Decapitation happens when the head is separated from the body of a person or animal. In medieval times, beheading people has been one of the punishments for people who committed a crime. For example, Anne Boleyn and Katherine Howard were ordered to be beheaded by their husband King Henry VIII for different reasons. Other people were also victims of beheading as a form of execution.
Similarly, a chicken in the 1940s in America became headless and was famously called Miracle Mike for surviving 18 months even without its head. The national sensation toured the country but eventually died in 1947 after choking from his own mucus.
Checking for Brain Activity
Miracle Mike is not the only headless animal that remained alive even after being decapitated. A similar headless chicken was also reported in 2018 in Thailand, and a chef was reported bitten by the head of a disembodied snake in 2021. But the question is, could a human carry out such a death-defying feat?
There have been historical numerous reports that described apparent signs of life from decapitated bodies. For instance, Anne Boleyn supposedly tried to speak after her head had been chopped off and a criminal's head in 1905 is said to snap open and twitched his eyes even after being dead.
Ajmal Zemmar, a neuroscientist from the University of Louisville, told Newsweek that death itself is not well defined as it is often thought of as the moment when the heart stops beating as shown in movies when the flickering sound of the heart wave stops.

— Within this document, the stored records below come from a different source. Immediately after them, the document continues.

//! Class-list composition shared by every variant table.

use tailwind_fuse::tw_merge;

/// Join class fragments into a single space-separated list.
///
/// Fragments may themselves contain several classes. Empty fragments are skipped and a
/// token that already appeared earlier is dropped. Conflicting utilities are kept; use
/// [`with_extra`] when a later list must override an earlier one.
#[must_use]
pub fn join_classes<'a, I>(fragments: I) -> String
where
    I: IntoIterator<Item = &'a str>,
{
    let mut out = String::new();
    let mut seen: Vec<&str> = Vec::new();
    for token in fragments.into_iter().flat_map(str::split_whitespace) {
        if seen.contains(&token) {
            continue;
        }
        seen.push(token);
        if !out.is_empty() {
            out.push(' ');
        }
        out.push_str(token);
    }
    out
}

/// Append an optional caller class to a computed base list.
///
/// Caller utilities win over conflicting base utilities (`p-2` replaces `p-6`,
/// `max-w-xl` replaces `max-w-lg`), following Tailwind merge rules.
#[must_use]
pub fn with_extra(base: &str, extra: Option<&str>) -> String {
    match extra.map(str::trim) {
        Some(extra) if !extra.is_empty() => tw_merge!(base, extra),
        _ => join_classes([base]),
    }
}

#[cfg(test)]
mod tests {
    use super::*;

    #[test]
    fn join_skips_empty_and_duplicates() {
        assert_eq!(
            join_classes(["flex gap-2", "", "  ", "gap-2 p-4"]),
            "flex gap-2 p-4"
        );
    }

    #[test]
    fn join_preserves_order() {
        assert_eq!(join_classes(["b a", "c"]), "b a c");
    }

    #[test]
    fn extra_is_appended_last() {
        assert_eq!(with_extra("rounded", Some("mt-4")), "rounded mt-4");
        assert_eq!(with_extra("rounded", None), "rounded");
        assert_eq!(with_extra("rounded", Some("  ")), "rounded");
    }

    #[test]
    fn caller_utilities_replace_conflicting_base() {
        let merged = with_extra("fixed p-6 max-w-lg rounded-lg", Some("max-w-xl p-2"));
        assert_eq!(merged, "fixed rounded-lg max-w-xl p-2");
    }

    #[test]
    fn unrelated_caller_utilities_are_kept_alongside_base() {
        assert_eq!(
            with_extra("flex items-center p-6 pt-0", Some("justify-end")),
            "flex items-center p-6 pt-0 justify-end"
        );
    }
}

In a 2022 study, titled "Enhanced Interplay of Neuronal Coherence and Coupling in the Dying Human Brain" published in Frontiers in Aging Neuroscience, Zemmar, and his colleagues recorded the activity of a dying brain before it is considered clinically dead. He said that the brain waves went on even 30 seconds after the heart stopped beating.

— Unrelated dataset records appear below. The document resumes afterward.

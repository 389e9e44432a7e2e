//! Button.

use crate::components::foundations::extra_class;
use crate::core::variants::button::{ButtonSize, ButtonVariant, button_class};
use yew::prelude::*;

/// Props for [`Button`].
#[derive(Properties, PartialEq)]
pub struct ButtonProps {
    /// Content.
    #[prop_or_default]
    pub children: Children,
    /// Visual style.
    #[prop_or_default]
    pub variant: ButtonVariant,
    /// Dimensions.
    #[prop_or_default]
    pub size: ButtonSize,
    /// Disable interaction.
    #[prop_or_default]
    pub disabled: bool,
    /// Extra classes.
    #[prop_or_default]
    pub class: Classes,
    /// HTML `type`; defaults to `button`.
    #[prop_or(AttrValue::Static("button"))]
    pub r#type: AttrValue,
    /// Reference to the rendered element.
    #[prop_or_default]
    pub node_ref: NodeRef,
    /// Click handler.
    #[prop_or_default]
    pub onclick: Callback<MouseEvent>,
}

/// Styled `button` element.
#[function_component(Button)]
pub fn button(props: &ButtonProps) -> Html {
    let class = button_class(props.variant, props.size, extra_class(&props.class).as_deref());

    html! {
        <button
            ref={props.node_ref.clone()}
            class={class}
            disabled={props.disabled}
            type={props.r#type.clone()}
            onclick={props.onclick.clone()}
        >
            { for props.children.iter() }
        </button>
    }
}
//! Card classes.

use super::SectionPadding;
use crate::core::classes::{join_classes, with_extra};
use serde::{Deserialize, Serialize};

/// Surface treatment of a card.
#[derive(Clone, Copy, Debug, Default, PartialEq, Eq, Serialize, Deserialize)]
#[serde(rename_all = "lowercase")]
pub enum CardVariant {
    /// Thin border.
    #[default]
    Default,
    /// Border with drop shadow.
    Shadow,
    /// Stronger border.
    Outline,
    /// No border, no shadow.
    Ghost,
}

impl CardVariant {
    /// Classes for the variant.
    #[must_use]
    pub const fn class(self) -> &'static str {
        match self {
            Self::Default => "border-gray-200",
            Self::Shadow => "border-gray-200 shadow-md",
            Self::Outline => "border-gray-300",
            Self::Ghost => "border-transparent shadow-none",
        }
    }
}

/// Padding presets of the card container.
#[derive(Clone, Copy, Debug, Default, PartialEq, Eq, Serialize, Deserialize)]
#[serde(rename_all = "lowercase")]
pub enum CardPadding {
    /// No padding.
    None,
    /// Small.
    Sm,
    /// Standard.
    #[default]
    Default,
    /// Large.
    Lg,
}

impl CardPadding {
    /// Classes for the padding.
    #[must_use]
    pub const fn class(self) -> &'static str {
        match self {
            Self::None => "",
            Self::Sm => "p-4",
            Self::Default => "p-6",
            Self::Lg => "p-8",
        }
    }
}

/// Card container classes.
#[must_use]
pub fn card_class(variant: CardVariant, padding: CardPadding, extra: Option<&str>) -> String {
    with_extra(
        &join_classes([
            "rounded-lg border bg-white text-gray-950 transition-shadow",
            variant.class(),
            padding.class(),
        ]),
        extra,
    )
}

/// Header section classes.
#[must_use]
pub fn header_class(padding: SectionPadding, extra: Option<&str>) -> String {
    let pad = match padding {
        SectionPadding::None => "",
        SectionPadding::Default => "p-6",
    };
    with_extra(&join_classes(["flex flex-col space-y-1.5", pad]), extra)
}

/// Content section classes.
#[must_use]
pub fn content_class(padding: SectionPadding, extra: Option<&str>) -> String {
    with_extra(&join_classes([section_pad(padding)]), extra)
}

/// Footer section classes.
#[must_use]
pub fn footer_class(padding: SectionPadding, extra: Option<&str>) -> String {
    with_extra(&join_classes(["flex items-center", section_pad(padding)]), extra)
}

const fn section_pad(padding: SectionPadding) -> &'static str {
    match padding {
        SectionPadding::None => "",
        SectionPadding::Default => "p-6 pt-0",
    }
}

/// Title classes.
pub const TITLE: &str = "text-2xl font-semibold leading-none tracking-tight";
/// Description classes.
pub const DESCRIPTION: &str = "text-sm text-gray-500";
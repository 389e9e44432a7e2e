//! Yew components.
//!
//! # Design
//! - Components only translate props into calls on the DOM-free types in [`crate::core`].
//! - Side effects on the document live in `dom` so that every component shares one
//!   implementation of scroll locking, focus handling, and frame scheduling.

pub mod alert;
pub mod button;
pub mod card;
pub mod code;
pub(crate) mod dom;
pub mod foundations;
pub mod modal;
pub mod progress;
pub mod spinner;

pub use alert::{Alert, AlertContent, AlertDescription, AlertIcon, AlertTitle};
pub use button::Button;
pub use card::{Card, CardContent, CardDescription, CardFooter, CardHeader, CardTitle};
pub use code::Code;
pub use progress::Progress;
pub use spinner::Spinner;
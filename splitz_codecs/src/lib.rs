mod lz4_codec;
mod passthrough;
mod zstd_codec;

pub use lz4_codec::Lz4Codec;
pub use passthrough::PassThroughCodec;
pub use zstd_codec::ZstdCodec;

use splitz_core::{Codec, Error, Result};
use std::sync::Arc;

/// Names accepted by [`codec_by_name`], canonical spelling first.
pub const CODEC_NAMES: &[&str] = &["zstd", "lz4", "passthrough"];

/// Resolve a codec from its CLI name.
///
/// The stream does not record which codec produced it, so the caller must pick
/// the same name for decompression that was used for compression.
pub fn codec_by_name(name: &str) -> Result<Arc<dyn Codec>> {
    match name {
        "zstd" | "z" => Ok(Arc::new(ZstdCodec)),
        "lz4" | "l" => Ok(Arc::new(Lz4Codec)),
        "passthrough" | "pass" | "none" => Ok(Arc::new(PassThroughCodec)),
        other => Err(Error::InvalidConfig(format!(
            "unknown codec '{}'. Valid options: {}",
            other,
            CODEC_NAMES.join(", ")
        ))),
    }
}
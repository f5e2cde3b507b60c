use splitz_core::{Codec, Error, Result};

/// No-op codec: stores byte-split blocks verbatim.
///
/// Useful for:
/// - Verifying framing and the byte-split transform independently of any
///   entropy coder.
/// - Inputs that are already compressed.
#[derive(Debug, Default, Clone, Copy)]
pub struct PassThroughCodec;

impl Codec for PassThroughCodec {
    fn name(&self) -> &'static str {
        "passthrough"
    }

    fn compress(&self, raw: &[u8], _level: i32) -> Result<Vec<u8>> {
        Ok(raw.to_vec())
    }

    fn decompress(&self, compressed: &[u8], expected_len: usize) -> Result<Vec<u8>> {
        if compressed.len() != expected_len {
            return Err(Error::decompression(
                self.name(),
                format!(
                    "stored block is {} bytes but {} were expected",
                    compressed.len(),
                    expected_len
                ),
            ));
        }
        Ok(compressed.to_vec())
    }

    fn bound(&self, len: usize) -> usize {
        len
    }
}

Similar experiments on monkeys also showed that they functioned still even after two hours the heart stopped beating. To know whether it indicates consciousness, they asked people who experienced near-death experiences. The majority of them have the same answer of having a recall of life.

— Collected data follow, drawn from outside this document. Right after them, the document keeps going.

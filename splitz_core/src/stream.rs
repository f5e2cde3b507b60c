use std::fs::File;
use std::io::{BufReader, BufWriter, Read, Write};
use std::path::Path;
use std::sync::Arc;
use std::time::Instant;

use log::{info, trace};
use rayon::prelude::*;

use crate::block::BlockCodec;
use crate::codec::Codec;
use crate::config::StreamConfig;
use crate::error::{Error, Result};
use crate::frame::{Block, FrameReader, FrameWriter};
use crate::stats::{CompressStats, DecompressStats};

/// Chunked compressor: raw input in, framed block stream out.
///
/// # Loop
/// ```text
/// read ≤ chunk_size bytes → byte-split → compress(level) → write block
/// ```
/// repeated until a read returns 0 bytes. With `workers > 1` up to `workers`
/// chunks are encoded concurrently, and always written in input order.
///
/// A failure aborts the stream. Blocks already written stay on the output.
pub struct Compressor {
    codec: BlockCodec,
    config: StreamConfig,
}

impl Compressor {
    pub fn new(codec: Arc<dyn Codec>, config: StreamConfig) -> Result<Self> {
        config.validate()?;
        Ok(Self {
            codec: BlockCodec::new(codec),
            config,
        })
    }

    pub fn config(&self) -> &StreamConfig {
        &self.config
    }

    /// Compress all of `input` into `output` and flush it.
    pub fn compress<R: Read, W: Write>(&self, mut input: R, output: W) -> Result<CompressStats> {
        let t0 = Instant::now();
        let mut writer = FrameWriter::new(output);
        let mut stats = CompressStats::default();

        loop {
            let chunks = self.read_batch(&mut input)?;
            if chunks.is_empty() {
                break;
            }
            trace!("encoding batch of {} chunk(s)", chunks.len());

            let level = self.config.level;
            let encoded: Vec<Result<Vec<u8>>> = if chunks.len() == 1 {
                vec![self.codec.encode_block(&chunks[0], level)]
            } else {
                chunks
                    .par_iter()
                    .map(|chunk| self.codec.encode_block(chunk, level))
                    .collect()
            };

            for (chunk, payload) in chunks.iter().zip(encoded) {
                let payload = match payload {
                    Ok(payload) => payload,
                    Err(e) => {
                        writer.flush()?;
                        return Err(e);
                    }
                };
                writer.write_block(chunk.len(), &payload)?;
                stats.blocks += 1;
                stats.original_bytes += chunk.len() as u64;
                stats.compressed_bytes += payload.len() as u64;
            }
        }

        writer.flush()?;
        stats.framed_bytes = writer.bytes_written();
        stats.elapsed = t0.elapsed();

        info!(
            "compressed {} bytes into {} blocks ({} bytes framed, {:.2}x) with {}",
            stats.original_bytes,
            stats.blocks,
            stats.framed_bytes,
            stats.ratio(),
            self.codec.codec().name()
        );
        Ok(stats)
    }

    /// Read up to `workers` chunks; empty when the input is exhausted.
    fn read_batch<R: Read>(&self, input: &mut R) -> Result<Vec<Vec<u8>>> {
        let mut batch = Vec::with_capacity(self.config.workers);
        while batch.len() < self.config.workers {
            let mut chunk = Vec::new();
            let n = input
                .by_ref()
                .take(self.config.chunk_size as u64)
                .read_to_end(&mut chunk)?;
            if n == 0 {
                break;
            }
            batch.push(chunk);
            if n < self.config.chunk_size {
                break;
            }
        }
        Ok(batch)
    }
}

/// Sequential decompressor: framed block stream in, raw bytes out.
///
/// # Loop
/// ```text
/// read header → read payload → decompress(original_len) → un-split → write
/// ```
/// repeated until the stream ends on a block boundary. A framing or
/// decompression error aborts with the output holding every block reconstructed
/// before the failure.
pub struct Decompressor {
    codec: BlockCodec,
    config: StreamConfig,
}

impl Decompressor {
    /// Only `config.workers` is consulted; blocks describe their own lengths,
    /// so `chunk_size` and `level` are not validated here.
    pub fn new(codec: Arc<dyn Codec>, config: StreamConfig) -> Result<Self> {
        config.validate_workers()?;
        Ok(Self {
            codec: BlockCodec::new(codec),
            config,
        })
    }

    /// Decompress every block of `input` into `output` and flush it.
    pub fn decompress<R: Read, W: Write>(
        &self,
        input: R,
        mut output: W,
    ) -> Result<DecompressStats> {
        let t0 = Instant::now();
        let mut reader = FrameReader::new(input);
        let mut stats = DecompressStats::default();

        loop {
            let (blocks, read_err) = self.read_batch(&mut reader);
            if blocks.is_empty() && read_err.is_none() {
                break;
            }
            trace!("decoding batch of {} block(s)", blocks.len());

            let decoded: Vec<Result<Vec<u8>>> = if blocks.len() <= 1 {
                blocks
                    .iter()
                    .map(|b| self.codec.decode_block(&b.payload, b.original_len()))
                    .collect()
            } else {
                blocks
                    .par_iter()
                    .map(|b| self.codec.decode_block(&b.payload, b.original_len()))
                    .collect()
            };

            for (block, raw) in blocks.iter().zip(decoded) {
                let raw = match raw {
                    Ok(raw) => raw,
                    Err(e) => {
                        output.flush()?;
                        return Err(e);
                    }
                };
                output.write_all(&raw)?;
                stats.blocks += 1;
                stats.compressed_bytes += block.payload.len() as u64;
                stats.framed_bytes += block.header.framed_len();
                stats.restored_bytes += raw.len() as u64;
            }

            if let Some(e) = read_err {
                output.flush()?;
                return Err(e);
            }
        }

        output.flush()?;
        stats.elapsed = t0.elapsed();

        info!(
            "restored {} bytes from {} blocks ({} bytes framed) with {}",
            stats.restored_bytes,
            stats.blocks,
            stats.framed_bytes,
            self.codec.codec().name()
        );
        Ok(stats)
    }

    /// Read up to `workers` blocks. A read error ends the batch early and is
    /// returned alongside the blocks read before it, so those still get written.
    fn read_batch<R: Read>(&self, reader: &mut FrameReader<R>) -> (Vec<Block>, Option<Error>) {
        let mut batch = Vec::with_capacity(self.config.workers);
        while batch.len() < self.config.workers {
            match reader.read_block() {
                Ok(Some(block)) => batch.push(block),
                Ok(None) => break,
                Err(e) => return (batch, Some(e)),
            }
        }
        (batch, None)
    }
}

/// Compress the file at `input` into a new framed stream at `output`.
///
/// Overwrites any existing `output`.
pub fn compress_file(
    input: impl AsRef<Path>,
    output: impl AsRef<Path>,
    codec: Arc<dyn Codec>,
    config: StreamConfig,
) -> Result<CompressStats> {
    let compressor = Compressor::new(codec, config)?;
    let src = BufReader::new(File::open(input)?);
    let dst = BufWriter::new(File::create(output)?);
    compressor.compress(src, dst)
}

/// Restore the framed stream at `input` into a new file at `output`.
///
/// On failure `output` is left holding every block restored before it.
pub fn decompress_file(
    input: impl AsRef<Path>,
    output: impl AsRef<Path>,
    codec: Arc<dyn Codec>,
    config: StreamConfig,
) -> Result<DecompressStats> {
    let decompressor = Decompressor::new(codec, config)?;
    let src = BufReader::new(File::open(input)?);
    let dst = BufWriter::new(File::create(output)?);
    decompressor.decompress(src, dst)
}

They conclude that life still continues for a short time after the heart stopped beating, and if the heart skipped a beat does not necessarily mean that the person is automatically dead. Replenishing the blood supply to the brain will bring them back alive.
How Did Miracle Mike Survived?
On 10 September 1945, farmer Lloyd Olsen and his wife Clara were slaughtering chickens on their farm in Fruita, Colorado when they found one was still alive, up and walking around. Their great-grandson, Troy Waters, told BBC News that his great-grandparents placed the headless chicken in an old apple box and saw the next day that it was still alive. So, what happened?
Beheading disconnects the head from the body, but the spinal cord circuits may still have residual energy for a short period. Without input from the brain, Dr. Tom Smulders of Newcastle University explained that brain circuits could start spontaneously in which neurons become active and legs start moving. But they do not usually last for 18 months, much more than 15 minutes.
Mike was fed with liquid food and water dropped directly to his esophagus using a syringe. Experts are also amazed that Miracle Mike did not die from blood loss and continued functioning without a head. In humans, it would involve total loss of the brain but it seems different in chickens.
Reports suggest that 80% of Mike's brain which controls his heart rate, breathing, hunger, and digestion remained untouched after his head was cut-off.
It was suggested that a part of the brain stem remained attached to his body, which enabled the chicken to live longer. Mike's case is truly unique and may have been a product of being cut at the right time when a blood clot luckily prevented blood loss.